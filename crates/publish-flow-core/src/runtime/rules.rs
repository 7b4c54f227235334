// crates/publish-flow-core/src/runtime/rules.rs
// ============================================================================
// Module: Publish Flow Rule Engine
// Description: Cross-field rules applied after schema validation.
// Purpose: Detect duplicates and gate on load-test results for plugins.
// Dependencies: serde_json, crate::core
// ============================================================================

//! ## Overview
//! Rules see the schema result and external context (the previous registry
//! entry and the load-test outcome) and may append errors or drop data.
//! Rule errors always follow schema errors.
//!
//! Plugin rules run in a fixed order:
//! 1. Duplicate check against the previous registry entry.
//! 2. Metadata gating: without load-test metadata the metadata-derived fields
//!    are dropped along with their errors and a single `metadata` error is
//!    reported instead.
//! 3. Load-test result.

// ============================================================================
// SECTION: Imports
// ============================================================================

use serde_json::Value;

use crate::core::ErrorEntry;
use crate::core::ErrorKind;
use crate::core::FieldValidation;
use crate::core::LoadTestContext;
use crate::core::Locale;
use crate::core::RegistryEntry;
use crate::core::field;
use crate::msg;

// ============================================================================
// SECTION: Context
// ============================================================================

/// External inputs available to rules.
#[derive(Debug, Clone, Copy)]
pub struct RuleContext<'a> {
    /// Registry entry currently published under the submitted name.
    pub previous: Option<&'a RegistryEntry>,
    /// Load-test outcome.
    pub load_test: &'a LoadTestContext,
    /// Message language.
    pub locale: Locale,
}

// ============================================================================
// SECTION: Rule Engine
// ============================================================================

/// Cross-field rules for one publish type.
pub trait PublishRules {
    /// Applies rules to a schema result.
    fn apply(&self, ctx: &RuleContext<'_>, validation: FieldValidation) -> FieldValidation;
}

/// Rules for plugin submissions.
#[derive(Debug, Clone, Copy, Default)]
pub struct PluginRuleEngine;

impl PublishRules for PluginRuleEngine {
    fn apply(&self, ctx: &RuleContext<'_>, mut validation: FieldValidation) -> FieldValidation {
        if let Some(previous) = ctx.previous
            && matches_previous(previous, &validation)
        {
            validation.errors.push(
                ErrorEntry::at(
                    field::PREVIOUS_DATA,
                    ErrorKind::PreviousData,
                    msg!(ctx.locale, "error.previous_data"),
                )
                .with_ctx("previous_data", Value::Object(previous.clone()))
                .with_ctx("data", Value::Object(validation.data.clone())),
            );
        }

        if ctx.load_test.metadata.is_none() && !ctx.load_test.skip {
            validation.errors.push(
                ErrorEntry::at(
                    field::METADATA,
                    ErrorKind::Metadata,
                    msg!(ctx.locale, "error.metadata"),
                )
                .with_ctx("plugin_test_result", ctx.load_test.passed),
            );
            validation.errors.retain(|entry| {
                !entry.field().is_some_and(|name| field::METADATA_FIELDS.contains(&name))
            });
            for name in field::METADATA_FIELDS {
                validation.data.shift_remove(name);
            }
        }

        if !ctx.load_test.skip && !ctx.load_test.passed {
            validation.errors.push(
                ErrorEntry::at(
                    field::PLUGIN_TEST,
                    ErrorKind::PluginTest,
                    msg!(ctx.locale, "error.plugin_test"),
                )
                .with_ctx("output", ctx.load_test.output.clone()),
            );
        }

        validation
    }
}

/// Returns true when every previous key holds an equal value in the data.
///
/// A key missing from the data counts as a difference.
fn matches_previous(previous: &RegistryEntry, validation: &FieldValidation) -> bool {
    previous.iter().all(|(key, value)| validation.data.get(key) == Some(value))
}
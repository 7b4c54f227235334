// crates/publish-flow-core/src/runtime/schema.rs
// ============================================================================
// Module: Publish Flow Schema Validator
// Description: Declarative per-field schema and its fail-soft validator.
// Purpose: Validate every field independently and collect ordered errors.
// Dependencies: regex, serde_json, thiserror, crate::{core, interfaces}
// ============================================================================

//! ## Overview
//! A [`Schema`] is an ordered list of [`FieldSpec`] values. The
//! [`SchemaValidator`] walks it in declaration order and never stops at the
//! first failure: every field yields either a validated value or one error.
//!
//! ## Invariants
//! - Errors appear in schema declaration order.
//! - A field produces at most one error.
//! - The reachability probe runs before any other rule on its field, and only
//!   when the raw value is text.

// ============================================================================
// SECTION: Imports
// ============================================================================

use regex::Regex;
use serde_json::Value;
use thiserror::Error;

use crate::core::ErrorEntry;
use crate::core::ErrorKind;
use crate::core::FieldValidation;
use crate::core::FieldValue;
use crate::core::Locale;
use crate::core::PublishType;
use crate::core::RawFieldMap;
use crate::core::field;
use crate::interfaces::ReachabilityProbe;
use crate::msg;
use crate::runtime::reachability::ReachabilityCache;

// ============================================================================
// SECTION: Constants
// ============================================================================

/// Maximum length of a submission name.
pub const NAME_MAX_LENGTH: usize = 50;

/// Pattern every project home page must match.
pub const GITHUB_URL_PATTERN: &str = r"^https?://.*$";

// ============================================================================
// SECTION: Errors
// ============================================================================

/// Schema construction errors.
#[derive(Debug, Error)]
pub enum SchemaError {
    /// A field pattern failed to compile.
    #[error("invalid pattern for field `{field}`: {source}")]
    Pattern {
        /// Field the pattern belongs to.
        field: &'static str,
        /// Compilation error.
        #[source]
        source: regex::Error,
    },
}

// ============================================================================
// SECTION: Field Specs
// ============================================================================

/// Expected value type of a field.
#[derive(Debug, Clone, Copy, PartialEq, Eq)]
pub enum FieldType {
    /// Text value.
    Text,
    /// Boolean value.
    Flag,
}

/// A single validation rule applied after the type check.
#[derive(Debug, Clone)]
pub enum FieldRule {
    /// Probe the URL before anything else and fail when it is unreachable.
    Reachable,
    /// Strip surrounding whitespace.
    Trim,
    /// Limit the number of characters.
    MaxLength(usize),
    /// Require a regular expression match.
    Pattern {
        /// Pattern source reported in error context.
        source: String,
        /// Compiled pattern.
        regex: Regex,
    },
}

/// One declared field.
#[derive(Debug, Clone)]
pub struct FieldSpec {
    /// Canonical field name.
    pub name: &'static str,
    /// Expected type.
    pub ty: FieldType,
    /// Rules in application order.
    pub rules: Vec<FieldRule>,
}

impl FieldSpec {
    /// Declares a text field with no rules.
    #[must_use]
    pub const fn text(name: &'static str) -> Self {
        Self {
            name,
            ty: FieldType::Text,
            rules: Vec::new(),
        }
    }

    /// Declares a boolean field.
    #[must_use]
    pub const fn flag(name: &'static str) -> Self {
        Self {
            name,
            ty: FieldType::Flag,
            rules: Vec::new(),
        }
    }

    /// Appends a rule.
    #[must_use]
    pub fn rule(mut self, rule: FieldRule) -> Self {
        self.rules.push(rule);
        self
    }

    /// Appends a pattern rule.
    ///
    /// # Errors
    ///
    /// Returns [`SchemaError::Pattern`] when `pattern` does not compile.
    pub fn pattern(self, pattern: &str) -> Result<Self, SchemaError> {
        let regex = Regex::new(pattern).map_err(|source| SchemaError::Pattern {
            field: self.name,
            source,
        })?;
        Ok(self.rule(FieldRule::Pattern {
            source: pattern.to_string(),
            regex,
        }))
    }

    /// Returns true when the field is probed for reachability.
    fn is_probed(&self) -> bool {
        self.rules.iter().any(|rule| matches!(rule, FieldRule::Reachable))
    }
}

// ============================================================================
// SECTION: Schema
// ============================================================================

/// Ordered field declarations for one publish type.
#[derive(Debug, Clone)]
pub struct Schema {
    /// Publish type the schema validates.
    publish_type: PublishType,
    /// Fields in declaration order.
    fields: Vec<FieldSpec>,
}

impl Schema {
    /// Creates a schema from ordered field specs.
    #[must_use]
    pub const fn new(publish_type: PublishType, fields: Vec<FieldSpec>) -> Self {
        Self {
            publish_type,
            fields,
        }
    }

    /// Returns the plugin submission schema.
    ///
    /// # Errors
    ///
    /// Returns [`SchemaError`] when a built-in pattern fails to compile.
    pub fn plugin() -> Result<Self, SchemaError> {
        Ok(Self::new(
            PublishType::Plugin,
            vec![
                FieldSpec::text(field::NAME).rule(FieldRule::MaxLength(NAME_MAX_LENGTH)),
                FieldSpec::text(field::MODULE),
                FieldSpec::text(field::MODULE_PATH),
                FieldSpec::flag(field::IS_DIR),
                FieldSpec::text(field::AUTHOR),
                FieldSpec::text(field::GITHUB_URL)
                    .rule(FieldRule::Reachable)
                    .rule(FieldRule::Trim)
                    .pattern(GITHUB_URL_PATTERN)?,
                FieldSpec::text(field::DESCRIPTION),
                FieldSpec::text(field::USAGE),
                FieldSpec::text(field::VERSION),
                FieldSpec::text(field::PLUGIN_TYPE),
            ],
        ))
    }

    /// Returns the publish type.
    #[must_use]
    pub const fn publish_type(&self) -> PublishType {
        self.publish_type
    }

    /// Returns the fields in declaration order.
    #[must_use]
    pub fn fields(&self) -> &[FieldSpec] {
        &self.fields
    }
}

// ============================================================================
// SECTION: Validator
// ============================================================================

/// Collaborators used while validating one submission.
pub struct ValidationContext<'a> {
    /// Message language.
    pub locale: Locale,
    /// URL probe.
    pub probe: &'a dyn ReachabilityProbe,
    /// Probe memo owned by the caller.
    pub cache: &'a mut ReachabilityCache,
}

/// Fail-soft schema validator.
#[derive(Debug, Clone, Copy, Default)]
pub struct SchemaValidator;

impl SchemaValidator {
    /// Validates `raw` against `schema`, collecting every field error.
    #[must_use]
    pub fn validate(
        schema: &Schema,
        raw: &RawFieldMap,
        ctx: &mut ValidationContext<'_>,
    ) -> FieldValidation {
        let mut result = FieldValidation::default();
        for spec in schema.fields() {
            match validate_field(spec, raw.get(spec.name), ctx) {
                Ok(value) => {
                    result.data.insert(spec.name.to_string(), value);
                }
                Err(entry) => result.errors.push(*entry),
            }
        }
        result
    }
}

/// Validates one field, returning its JSON value or a single error.
fn validate_field(
    spec: &FieldSpec,
    value: Option<&FieldValue>,
    ctx: &mut ValidationContext<'_>,
) -> Result<Value, Box<ErrorEntry>> {
    let locale = ctx.locale;
    if spec.is_probed()
        && let Some(FieldValue::Text(url)) = value
    {
        let status = ctx.cache.check(ctx.probe, url.trim());
        if !status.is_reachable() {
            return Err(Box::new(
                ErrorEntry::at(spec.name, ErrorKind::GithubUrl, msg!(locale, "error.github_url"))
                    .with_ctx("status_code", status.status_code)
                    .with_ctx("msg", status.message)
                    .with_input(Value::String(url.clone())),
            ));
        }
    }

    let Some(value) = value else {
        return Err(Box::new(ErrorEntry::at(
            spec.name,
            ErrorKind::Missing,
            msg!(locale, "error.missing"),
        )));
    };

    match (spec.ty, value) {
        (FieldType::Flag, FieldValue::Flag(flag)) => Ok(Value::Bool(*flag)),
        (FieldType::Flag, other) => Err(Box::new(
            ErrorEntry::at(spec.name, ErrorKind::BoolType, msg!(locale, "error.bool_type"))
                .with_input(other.to_json()),
        )),
        (FieldType::Text, FieldValue::Text(text)) => {
            apply_text_rules(spec, text, locale).map(Value::String)
        }
        (FieldType::Text, other) => Err(Box::new(
            ErrorEntry::at(spec.name, ErrorKind::StringType, msg!(locale, "error.string_type"))
                .with_input(other.to_json()),
        )),
    }
}

/// Applies trim, length, and pattern rules to a text value.
fn apply_text_rules(
    spec: &FieldSpec,
    text: &str,
    locale: Locale,
) -> Result<String, Box<ErrorEntry>> {
    let mut text = text.to_string();
    for rule in &spec.rules {
        match rule {
            FieldRule::Reachable => {}
            FieldRule::Trim => text = text.trim().to_string(),
            FieldRule::MaxLength(max) => {
                if text.chars().count() > *max {
                    return Err(Box::new(
                        ErrorEntry::at(
                            spec.name,
                            ErrorKind::StringTooLong,
                            msg!(locale, "error.string_too_long", max_length = max),
                        )
                        .with_ctx("max_length", *max)
                        .with_input(Value::String(text)),
                    ));
                }
            }
            FieldRule::Pattern {
                source,
                regex,
            } => {
                if !regex.is_match(&text) {
                    return Err(Box::new(
                        ErrorEntry::at(
                            spec.name,
                            ErrorKind::StringPatternMismatch,
                            msg!(locale, "error.string_pattern_mismatch", pattern = source),
                        )
                        .with_ctx("pattern", source.clone())
                        .with_input(Value::String(text)),
                    ));
                }
            }
        }
    }
    Ok(text)
}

WHAT YOU WILL DO
Gather all lines from the records above in which "ReachabilityProbe" appears.

REPLY
use crate::interfaces::ReachabilityProbe;
    pub probe: &'a dyn ReachabilityProbe,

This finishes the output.